## Natural Language Processing Pipelines

In this lesson, you'll be introduced to some of the steps involved in a NLP pipeline:

    1. Text Processing - Take raw input text, clean it, normalize it, and convert it into a form that is suitable for feature extraction.
       - Cleaning
       - Normalization
       - Tokenization
       - Stop Word Removal
       - Part of Speech Tagging
       - Named Entity Recognition
       - Stemming and Lemmatization
    2. Feature Extraction - Extract and produce feature representations that are appropriate for the type of NLP task you are trying to accomplish and the type of model you are planning to use.
       - Bag of Words
       - TF-IDF
       - Word Embeddings
    3. Modeling - Design a statistical or machine learning model, fit its parameters to training data, use an optimization procedure, and then use it to make predictions about unseen data.
    
This process isn't always linear and may require additional steps.

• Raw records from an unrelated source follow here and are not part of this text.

use serde::{Deserialize, Serialize};

/// Sort key accepted by the search endpoint.
#[derive(Debug, Clone, Copy, Default, PartialEq, Eq, Serialize, Deserialize)]
#[serde(rename_all = "lowercase")]
pub enum SortBy {
    #[default]
    Score,
    Members,
    Year,
    Title,
}

impl SortBy {
    pub fn as_str(&self) -> &'static str {
        match self {
            SortBy::Score => "score",
            SortBy::Members => "members",
            SortBy::Year => "year",
            SortBy::Title => "title",
        }
    }

    /// Parse a URL parameter; anything unrecognized falls back to default.
    pub fn from_param(value: &str) -> Self {
        match value {
            "members" => SortBy::Members,
            "year" => SortBy::Year,
            "title" => SortBy::Title,
            _ => SortBy::Score,
        }
    }

    /// Human label used by the active-filter tag.
    pub fn label(&self) -> &'static str {
        match self {
            SortBy::Score => "Score",
            SortBy::Members => "Popularity",
            SortBy::Year => "Year",
            SortBy::Title => "Title",
        }
    }
}

#[derive(Debug, Clone, Copy, Default, PartialEq, Eq, Serialize, Deserialize)]
#[serde(rename_all = "lowercase")]
pub enum SortOrder {
    Asc,
    #[default]
    Desc,
}

impl SortOrder {
    pub fn as_str(&self) -> &'static str {
        match self {
            SortOrder::Asc => "asc",
            SortOrder::Desc => "desc",
        }
    }

    pub fn from_param(value: &str) -> Self {
        match value {
            "asc" => SortOrder::Asc,
            _ => SortOrder::Desc,
        }
    }
}

/// Query parameters of one `/search` request, serialized field-for-field.
///
/// Optional fields are omitted from the query string entirely; `sort_by`
/// and `order` are always sent, even at their defaults. Score bounds stay
/// raw strings: the request layer forwards what the user typed.
#[derive(Debug, Clone, PartialEq, Eq, Serialize)]
pub struct SearchRequest {
    #[serde(skip_serializing_if = "Option::is_none")]
    pub q: Option<String>,
    #[serde(skip_serializing_if = "Option::is_none")]
    pub genres: Option<String>,
    #[serde(skip_serializing_if = "Option::is_none")]
    pub types: Option<String>,
    #[serde(skip_serializing_if = "Option::is_none")]
    pub years: Option<String>,
    #[serde(skip_serializing_if = "Option::is_none")]
    pub min_score: Option<String>,
    #[serde(skip_serializing_if = "Option::is_none")]
    pub max_score: Option<String>,
    pub sort_by: SortBy,
    pub order: SortOrder,
    pub limit: u32,
    pub offset: u32,
}

impl Default for SearchRequest {
    fn default() -> Self {
        Self {
            q: None,
            genres: None,
            types: None,
            years: None,
            min_score: None,
            max_score: None,
            sort_by: SortBy::default(),
            order: SortOrder::default(),
            limit: 24,
            offset: 0,
        }
    }
}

Udacity prescribed text processing steps:
    1. normalize text and remove punctuation
    2. split and tokenize
    3. remove stopwords (reduce vocab)
    4. lemmatize first then stem
    
This is my 2 cents:
    1. use NER (named entity recognition, also GPE (geo-political entity))
    2. normalize text and remove punctuation (possibly also numbers, url, etc)
    3. split and tokenize
    4. remove stopwords
    5. lemmatize first then stem
    6. phrase modeling

Depends on what you want to do with NLP, use a different feature extraction technique:
1. For spam detection or sentiment analysis, which are per doc representation: bag-of-words, doc-to-vec
2. Working with individual word such as text generation, machine translation, use word level representation: word-to-vec or glove.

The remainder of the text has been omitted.